The report draws on its findings to provide an analysis of the main risk factors leading to ill-treatment. He describes how interrogations by security forces are generally aimed at obtaining confessions, and those conducted by investigating judges often focus on confirming statements made to security forces, without considering whether or not they were obtained under the authority of the police. constraint.
“They handcuffed my hands behind my back and hung my handcuffs on a hook on a chain on the ceiling,” another detainee told the UN. “They didn’t really ask me any questions, they just kept screaming to confess.”
The report states that legal procedures aimed at placing questioning and detention under judicial review within 24 hours of the initial arrest are not being followed; and access to a lawyer is systematically delayed until the suspects have been questioned by the security forces.
Medical screening of detainees upon arrival at detention centers is not standard practice, and there are often significant delays before detainees are allowed to call a person of their choice. In addition, the report says, the location of official detention sites remains opaque.
Reports also fear that authorities will ignore complaints and signs of torture, and say the systems put in place to deal with formal complaints appear to be neither fair nor effective. The report also states that the limited liability for such failures on the part of the authorities suggests acquiescence and tolerance of these practices.
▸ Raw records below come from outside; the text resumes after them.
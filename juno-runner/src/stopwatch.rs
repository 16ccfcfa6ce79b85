// Copyright (c) The nextest Contributors
// SPDX-License-Identifier: MIT OR Apache-2.0

//! Stopwatch for tracking how long it takes to run tests.
//!
//! The run as a whole and each individual test are timed with a monotonic clock. Once a stopwatch
//! is stopped, its duration is frozen so that reading it again produces the same value.

use std::time::{Duration, Instant};

pub(crate) fn stopwatch() -> StopwatchStart {
    StopwatchStart::new()
}

/// The start state of a stopwatch.
#[derive(Clone, Debug)]
pub(crate) struct StopwatchStart {
    instant: Instant,
}

impl StopwatchStart {
    fn new() -> Self {
        Self {
            instant: Instant::now(),
        }
    }

    pub(crate) fn snapshot(&self) -> StopwatchSnapshot {
        StopwatchSnapshot {
            duration: self.instant.elapsed(),
        }
    }
}

/// A frozen reading of a stopwatch.
#[derive(Copy, Clone, Debug, Eq, PartialEq)]
pub(crate) struct StopwatchSnapshot {
    pub(crate) duration: Duration,
}
impl<'a> ResultCollector<'a> {
    /// Called once before any tests run, with the number of tests that are going to run.
    pub fn run_started(&mut self, run_count: usize) -> Result<(), WriteEventError> {
        self.state.stopwatch = stopwatch();
        self.state.elapsed = None;

        if self.verbosity == 0 {
            return Ok(());
        }

        let total = self.state.original_total;
        let mut out = String::new();
        swrite!(out, "{:>12} ", "Starting".style(self.styles.pass));
        if run_count < total {
            swrite!(
                out,
                "{} of {} {}",
                run_count.style(self.styles.count),
                total.style(self.styles.count),
                plural::tests_str(total),
            );
        } else {
            swrite!(
                out,
                "{} {}",
                run_count.style(self.styles.count),
                plural::tests_str(run_count),
            );
        }
        out.push('\n');
        self.output.write_str(&out)?;
        Ok(())
    }

    /// Called just before a test runs.
    pub fn test_started(&mut self, test: TestInstance<'_>) {
        self.state.started += 1;
        debug!(test = %test, started = self.state.started, "test started");
    }

    /// Records the outcome of a test.
    ///
    /// If the test failed or errored, its error block is written out immediately and kept for the
    /// summary. A payload that can't be rendered fails before anything is written or counted.
    pub fn record_outcome(
        &mut self,
        test: TestInstance<'_>,
        outcome: &TestOutcome,
    ) -> Result<(), WriteEventError> {
        let block = match outcome.error_block() {
            Some((status_label, payload)) => {
                let rendered =
                    render_error_block(status_label, self.error_label, &test, payload)?;
                Some((status_label, payload, rendered))
            }
            None => None,
        };

        self.state.record(outcome.kind());

        if self.verbosity > 0 {
            let line = self.progress_line(test, outcome);
            self.output.write_str(&line)?;
        }

        if let Some((status_label, payload, rendered)) = block {
            self.error_sink().write_str(&rendered)?;
            self.state.error_blocks.push(RecordedError {
                status_label,
                test: test.id.to_owned(),
                payload: payload.clone(),
            });
        }

        Ok(())
    }

    /// Writes a single error block to the error output.
    pub fn print_single_error(
        &mut self,
        status_label: &str,
        test: &dyn fmt::Display,
        payload: &ErrorPayload,
    ) -> Result<(), WriteEventError> {
        let rendered = render_error_block(status_label, self.error_label, test, payload)?;
        self.error_sink().write_str(&rendered)?;
        Ok(())
    }

    /// Called once after the last test has run. Freezes the elapsed time for the run.
    pub fn run_finished(&mut self) {
        if self.state.elapsed.is_none() {
            self.state.elapsed = Some(self.state.stopwatch.snapshot().duration);
        }
    }

    /// Writes the summary for the run and returns the report.
    ///
    /// Every error block recorded during the run is written again, followed by the aggregate
    /// counts. This doesn't change any state, so calling it twice produces the same output.
    pub fn finalize_summary(&mut self) -> Result<RunReport, WriteEventError> {
        let report = self.report();
        debug!(?report, "writing summary");

        let mut blocks = String::new();
        for recorded in &self.state.error_blocks {
            blocks.push_str(&render_error_block(
                recorded.status_label,
                self.error_label,
                &recorded.test,
                &recorded.payload,
            )?);
        }
        if !blocks.is_empty() {
            self.error_sink().write_str(&blocks)?;
        }

        let summary = self.summary_text(&report);
        self.output.write_str(&summary)?;
        Ok(report)
    }

    /// Returns the report for the tests recorded so far, without writing anything.
    pub fn report(&self) -> RunReport {
        let state = &self.state;
        RunReport {
            original_total: state.original_total,
            tests_run: state.completed,
            passed: state.passed,
            failures: state.failures,
            errors: state.errors,
            skipped: state.skipped,
            expected_failures: state.expected_failures,
            unexpected_successes: state.unexpected_successes,
            elapsed: state.elapsed,
        }
    }

    /// Returns the ids of tests that failed or errored, in the order they were recorded.
    pub fn failing_tests(&self) -> impl ExactSizeIterator<Item = &str> + '_ {
        self.state
            .error_blocks
            .iter()
            .map(|recorded| recorded.test.as_str())
    }

    /// Writes the `count` slowest tests out of `timings`, slowest first.
    ///
    /// Nothing is written if `count` is 0 or no tests were timed.
    pub fn write_slow_tests(
        &mut self,
        timings: &[TestTiming],
        count: usize,
    ) -> Result<(), WriteEventError> {
        let slowest = slowest_tests(timings, count);
        if slowest.is_empty() {
            return Ok(());
        }

        let mut out = String::new();
        swriteln!(
            out,
            "{:>12} {} {}:",
            "Slowest".style(self.styles.skip),
            slowest.len().style(self.styles.count),
            plural::tests_str(slowest.len()),
        );
        for timing in slowest {
            swriteln!(
                out,
                " {} {}",
                DisplayBracketedDuration(timing.duration),
                timing.id,
            );
        }
        self.output.write_str(&out)?;
        Ok(())
    }

    fn error_sink(&mut self) -> &mut ReporterOutput<'a> {
        match &mut self.error_output {
            Some(error_output) => error_output,
            None => &mut self.output,
        }
    }

    fn progress_line(&self, test: TestInstance<'_>, outcome: &TestOutcome) -> String {
        let completed = self.state.completed;
        let total = self.state.original_total;

        let mut out = String::new();
        if total > 0 {
            let width = usize_decimal_width(total);
            let percent = completed * 100 / total;
            swrite!(
                out,
                "[{:>width$}/{} {:>3}%] ",
                completed.style(self.styles.count),
                total.style(self.styles.count),
                percent,
            );
        } else {
            swrite!(out, "[{completed}/0] ");
        }

        swrite!(out, "{test}");
        if self.verbosity >= 2 {
            if let Some(description) = test.description {
                swrite!(out, " ({description})");
            }
        }
        out.push_str(" ... ");

        let kind = outcome.kind();
        let status_style = match kind {
            OutcomeKind::Success => self.styles.pass,
            OutcomeKind::Failure | OutcomeKind::Error | OutcomeKind::UnexpectedSuccess => {
                self.styles.fail
            }
            OutcomeKind::Skip | OutcomeKind::ExpectedFailure => self.styles.skip,
        };
        swrite!(out, "{}", kind.style(status_style));
        if let TestOutcome::Skip { reason } = outcome {
            swrite!(out, " '{reason}'");
        }
        out.push('\n');
        out
    }

    fn summary_text(&self, report: &RunReport) -> String {
        let mut out = String::new();
        swriteln!(out, "{}", "-".repeat(SEPARATOR_WIDTH));

        if report.tests_run < report.original_total {
            swrite!(
                out,
                "Ran {}/{} {}",
                report.tests_run,
                report.original_total,
                plural::tests_str(report.original_total),
            );
        } else {
            swrite!(
                out,
                "Ran {} {}",
                report.tests_run,
                plural::tests_str(report.tests_run),
            );
        }
        if let Some(elapsed) = report.elapsed {
            swrite!(out, " in {}", DisplayElapsed(elapsed));
        }
        out.push_str("\n\n");

        let details = [
            ("failures", report.failures),
            ("errors", report.errors),
            ("skipped", report.skipped),
            ("expected failures", report.expected_failures),
            ("unexpected successes", report.unexpected_successes),
        ]
        .into_iter()
        .filter(|&(_, count)| count > 0)
        .map(|(name, count)| format!("{name}={count}"))
        .join(", ");

        if report.is_success() {
            swrite!(out, "{}", "OK".style(self.styles.pass));
        } else {
            swrite!(out, "{}", "FAILED".style(self.styles.fail));
        }
        if !details.is_empty() {
            swrite!(out, " ({details})");
        }
        out.push('\n');
        out
    }
}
“The fact that many detainees choose not to report such treatment out of lack of trust or fear of reprisal indicates their lack of confidence in the system,” said the UN human rights chief. “This problem must be solved. This report provides specific recommendations on how to tackle this scourge which is holding back the country. The UN stands ready to assist the Iraqi government in this endeavor.”
The report recommends the adoption of a comprehensive anti-torture law and a national action plan, which should be fully in line with international human rights law, in particular the United Nations Convention against Torture .
“Effective prevention and prosecution of torture and other forms of ill-treatment would counter the accounts of terrorist groups and reduce their ability to exploit such practices to justify their own acts of violence,” Bachelet said. “Preventing torture in reality, and not just on paper, would contribute to long-term peace and stability, and therefore is in the interest of the state as well as of the victims.”